Stored data entries:
■ ■ ■ ■ ■ ■ ■
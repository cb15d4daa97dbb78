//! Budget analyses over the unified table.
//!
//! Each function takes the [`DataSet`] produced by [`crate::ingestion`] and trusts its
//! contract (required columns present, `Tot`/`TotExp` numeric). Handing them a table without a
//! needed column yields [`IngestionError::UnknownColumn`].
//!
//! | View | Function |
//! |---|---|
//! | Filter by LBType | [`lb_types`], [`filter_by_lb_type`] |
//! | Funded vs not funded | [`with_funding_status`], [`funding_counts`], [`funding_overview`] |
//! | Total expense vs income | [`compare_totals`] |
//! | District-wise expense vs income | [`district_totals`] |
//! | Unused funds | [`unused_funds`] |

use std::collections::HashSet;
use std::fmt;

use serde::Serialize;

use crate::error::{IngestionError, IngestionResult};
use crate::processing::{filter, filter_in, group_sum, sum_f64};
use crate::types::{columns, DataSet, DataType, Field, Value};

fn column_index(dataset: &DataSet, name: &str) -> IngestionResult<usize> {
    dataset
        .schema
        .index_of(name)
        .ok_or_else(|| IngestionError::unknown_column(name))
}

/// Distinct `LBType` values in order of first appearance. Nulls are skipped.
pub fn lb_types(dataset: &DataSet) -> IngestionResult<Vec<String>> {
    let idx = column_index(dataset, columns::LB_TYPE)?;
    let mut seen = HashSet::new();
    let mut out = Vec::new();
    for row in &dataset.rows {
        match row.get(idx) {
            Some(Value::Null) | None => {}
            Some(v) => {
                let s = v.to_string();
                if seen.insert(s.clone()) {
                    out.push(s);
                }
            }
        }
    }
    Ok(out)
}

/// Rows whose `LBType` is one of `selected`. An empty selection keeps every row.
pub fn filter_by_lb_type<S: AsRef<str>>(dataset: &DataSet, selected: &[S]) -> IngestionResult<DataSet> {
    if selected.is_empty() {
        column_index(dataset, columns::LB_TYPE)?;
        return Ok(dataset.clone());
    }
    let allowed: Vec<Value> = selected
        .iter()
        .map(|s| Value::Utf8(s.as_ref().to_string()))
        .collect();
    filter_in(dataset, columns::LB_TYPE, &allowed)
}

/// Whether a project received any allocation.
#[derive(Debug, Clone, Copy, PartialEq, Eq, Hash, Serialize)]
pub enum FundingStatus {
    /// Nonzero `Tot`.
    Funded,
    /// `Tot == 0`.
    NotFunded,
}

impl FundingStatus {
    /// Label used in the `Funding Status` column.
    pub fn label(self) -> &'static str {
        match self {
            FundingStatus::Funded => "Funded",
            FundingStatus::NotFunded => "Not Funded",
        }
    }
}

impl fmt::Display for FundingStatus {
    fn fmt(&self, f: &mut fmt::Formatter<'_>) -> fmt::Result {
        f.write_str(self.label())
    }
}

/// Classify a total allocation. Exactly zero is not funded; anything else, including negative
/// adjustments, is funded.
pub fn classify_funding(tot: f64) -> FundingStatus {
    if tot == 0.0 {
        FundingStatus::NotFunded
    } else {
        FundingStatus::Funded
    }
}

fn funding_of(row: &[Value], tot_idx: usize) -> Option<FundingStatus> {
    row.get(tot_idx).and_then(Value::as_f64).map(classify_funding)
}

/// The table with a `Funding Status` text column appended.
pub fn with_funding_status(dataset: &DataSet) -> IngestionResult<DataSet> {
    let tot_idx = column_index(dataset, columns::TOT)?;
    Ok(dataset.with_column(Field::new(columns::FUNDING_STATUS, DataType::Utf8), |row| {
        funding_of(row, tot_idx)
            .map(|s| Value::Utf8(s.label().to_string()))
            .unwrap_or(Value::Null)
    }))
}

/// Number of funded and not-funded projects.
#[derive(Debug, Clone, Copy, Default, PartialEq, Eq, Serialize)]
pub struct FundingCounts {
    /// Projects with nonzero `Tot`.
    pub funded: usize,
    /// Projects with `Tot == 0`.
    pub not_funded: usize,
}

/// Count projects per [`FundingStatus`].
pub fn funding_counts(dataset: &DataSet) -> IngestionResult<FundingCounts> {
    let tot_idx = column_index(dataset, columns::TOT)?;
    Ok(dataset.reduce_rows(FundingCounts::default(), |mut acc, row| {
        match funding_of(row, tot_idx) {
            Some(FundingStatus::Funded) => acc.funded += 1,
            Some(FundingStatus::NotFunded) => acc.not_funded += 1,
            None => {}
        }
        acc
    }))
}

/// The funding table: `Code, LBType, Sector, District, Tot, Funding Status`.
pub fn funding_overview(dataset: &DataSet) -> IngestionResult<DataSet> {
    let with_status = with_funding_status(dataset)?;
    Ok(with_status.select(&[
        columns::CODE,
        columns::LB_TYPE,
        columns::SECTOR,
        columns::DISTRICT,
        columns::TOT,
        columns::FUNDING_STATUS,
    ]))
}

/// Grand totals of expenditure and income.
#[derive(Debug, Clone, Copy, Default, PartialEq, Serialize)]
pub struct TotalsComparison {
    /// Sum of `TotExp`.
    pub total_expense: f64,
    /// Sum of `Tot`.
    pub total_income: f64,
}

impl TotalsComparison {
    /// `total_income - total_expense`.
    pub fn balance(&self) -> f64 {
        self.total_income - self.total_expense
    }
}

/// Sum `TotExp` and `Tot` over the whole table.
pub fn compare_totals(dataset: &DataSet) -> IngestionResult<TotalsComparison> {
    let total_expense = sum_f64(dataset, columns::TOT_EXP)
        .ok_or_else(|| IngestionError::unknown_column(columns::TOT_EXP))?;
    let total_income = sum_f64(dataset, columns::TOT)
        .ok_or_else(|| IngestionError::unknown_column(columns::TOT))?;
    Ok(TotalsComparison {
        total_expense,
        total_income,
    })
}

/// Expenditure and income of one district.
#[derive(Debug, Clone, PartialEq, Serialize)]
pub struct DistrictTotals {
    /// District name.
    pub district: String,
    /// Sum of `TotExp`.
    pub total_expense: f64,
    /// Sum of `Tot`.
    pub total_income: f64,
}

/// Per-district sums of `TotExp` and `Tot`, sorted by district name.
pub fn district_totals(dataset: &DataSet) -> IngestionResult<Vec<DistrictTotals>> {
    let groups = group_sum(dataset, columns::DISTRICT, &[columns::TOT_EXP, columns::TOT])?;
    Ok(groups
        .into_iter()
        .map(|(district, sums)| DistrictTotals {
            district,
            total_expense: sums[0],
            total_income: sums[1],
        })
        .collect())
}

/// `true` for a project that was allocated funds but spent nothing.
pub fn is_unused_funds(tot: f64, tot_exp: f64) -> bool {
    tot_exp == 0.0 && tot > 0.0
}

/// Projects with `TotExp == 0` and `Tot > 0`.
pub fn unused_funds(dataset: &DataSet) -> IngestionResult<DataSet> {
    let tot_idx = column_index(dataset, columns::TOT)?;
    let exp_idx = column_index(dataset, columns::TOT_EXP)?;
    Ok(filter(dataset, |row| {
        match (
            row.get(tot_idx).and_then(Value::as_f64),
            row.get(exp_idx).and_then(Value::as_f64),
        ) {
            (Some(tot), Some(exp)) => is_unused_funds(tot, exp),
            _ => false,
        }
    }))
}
■ ■ ■ ■ ■ ■ ■
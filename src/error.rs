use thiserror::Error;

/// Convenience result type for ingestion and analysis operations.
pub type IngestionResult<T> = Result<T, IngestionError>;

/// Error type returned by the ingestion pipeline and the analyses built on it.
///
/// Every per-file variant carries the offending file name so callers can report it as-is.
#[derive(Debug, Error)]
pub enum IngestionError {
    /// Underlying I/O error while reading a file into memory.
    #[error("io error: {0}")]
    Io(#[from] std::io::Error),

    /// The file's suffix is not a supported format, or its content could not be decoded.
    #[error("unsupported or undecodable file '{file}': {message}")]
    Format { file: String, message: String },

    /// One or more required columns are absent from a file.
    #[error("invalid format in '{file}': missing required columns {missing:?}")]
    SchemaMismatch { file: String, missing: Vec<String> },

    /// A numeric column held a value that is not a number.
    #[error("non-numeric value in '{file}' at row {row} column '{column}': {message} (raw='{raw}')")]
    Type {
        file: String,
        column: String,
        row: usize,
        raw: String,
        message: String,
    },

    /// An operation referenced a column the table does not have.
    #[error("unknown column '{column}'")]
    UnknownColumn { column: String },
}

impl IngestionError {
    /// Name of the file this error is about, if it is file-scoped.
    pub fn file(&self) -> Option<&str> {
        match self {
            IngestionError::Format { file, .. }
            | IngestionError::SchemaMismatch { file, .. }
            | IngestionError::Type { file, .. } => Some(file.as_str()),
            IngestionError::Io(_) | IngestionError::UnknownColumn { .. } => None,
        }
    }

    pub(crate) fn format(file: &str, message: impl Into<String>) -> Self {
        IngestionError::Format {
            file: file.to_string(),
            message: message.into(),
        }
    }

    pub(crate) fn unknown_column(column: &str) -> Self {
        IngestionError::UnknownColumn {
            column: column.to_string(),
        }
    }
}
■ ■ ■ ■ ■ ■ ■
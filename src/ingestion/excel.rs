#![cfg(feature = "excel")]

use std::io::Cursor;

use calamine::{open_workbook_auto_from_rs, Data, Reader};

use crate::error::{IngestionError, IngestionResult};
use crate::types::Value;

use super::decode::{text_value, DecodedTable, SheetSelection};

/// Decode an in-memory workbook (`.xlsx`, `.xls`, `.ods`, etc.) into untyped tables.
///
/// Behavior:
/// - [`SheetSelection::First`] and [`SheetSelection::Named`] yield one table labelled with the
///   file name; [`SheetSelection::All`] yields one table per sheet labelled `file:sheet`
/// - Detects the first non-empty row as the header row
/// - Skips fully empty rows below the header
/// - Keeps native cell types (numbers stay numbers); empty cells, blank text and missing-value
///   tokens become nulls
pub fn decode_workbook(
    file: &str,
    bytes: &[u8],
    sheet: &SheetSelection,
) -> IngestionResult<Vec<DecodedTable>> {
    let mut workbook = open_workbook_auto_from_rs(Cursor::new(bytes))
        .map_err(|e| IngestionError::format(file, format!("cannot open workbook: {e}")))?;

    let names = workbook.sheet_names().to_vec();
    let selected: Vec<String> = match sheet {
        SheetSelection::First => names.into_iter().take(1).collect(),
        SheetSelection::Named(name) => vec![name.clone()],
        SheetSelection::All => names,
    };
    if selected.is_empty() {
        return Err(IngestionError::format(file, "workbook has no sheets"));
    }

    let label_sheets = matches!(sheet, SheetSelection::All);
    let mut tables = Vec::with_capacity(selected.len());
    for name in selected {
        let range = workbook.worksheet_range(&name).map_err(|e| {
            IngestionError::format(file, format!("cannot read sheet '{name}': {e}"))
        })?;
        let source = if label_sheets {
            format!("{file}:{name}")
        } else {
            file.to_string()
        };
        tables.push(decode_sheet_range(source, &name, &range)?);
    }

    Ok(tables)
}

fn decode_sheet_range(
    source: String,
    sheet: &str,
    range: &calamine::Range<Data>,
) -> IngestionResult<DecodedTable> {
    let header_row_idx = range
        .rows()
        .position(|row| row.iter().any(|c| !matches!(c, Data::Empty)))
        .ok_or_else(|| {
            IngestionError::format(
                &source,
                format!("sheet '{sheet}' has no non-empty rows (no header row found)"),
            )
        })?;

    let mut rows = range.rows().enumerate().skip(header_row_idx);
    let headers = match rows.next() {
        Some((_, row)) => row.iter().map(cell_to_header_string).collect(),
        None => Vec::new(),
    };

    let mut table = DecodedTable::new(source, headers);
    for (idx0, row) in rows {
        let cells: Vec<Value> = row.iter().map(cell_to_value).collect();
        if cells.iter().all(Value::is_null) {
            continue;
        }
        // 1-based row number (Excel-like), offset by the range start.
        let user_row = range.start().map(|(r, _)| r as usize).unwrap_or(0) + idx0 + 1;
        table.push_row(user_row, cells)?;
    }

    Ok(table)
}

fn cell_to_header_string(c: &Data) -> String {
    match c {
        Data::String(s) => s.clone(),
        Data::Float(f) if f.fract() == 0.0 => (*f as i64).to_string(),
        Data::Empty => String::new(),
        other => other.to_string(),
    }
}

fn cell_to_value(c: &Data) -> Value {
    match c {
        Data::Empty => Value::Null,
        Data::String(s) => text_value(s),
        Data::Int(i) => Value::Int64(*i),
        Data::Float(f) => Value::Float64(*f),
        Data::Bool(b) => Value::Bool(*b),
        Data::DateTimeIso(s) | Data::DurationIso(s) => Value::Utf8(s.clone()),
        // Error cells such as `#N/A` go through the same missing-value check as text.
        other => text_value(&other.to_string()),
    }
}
■ ■ ■ ■ ■ ■ ■
What you are asked to do. The word "allowed" appears in some lines of the records. Please work out how many and reply with that number only.

Response to this task. 2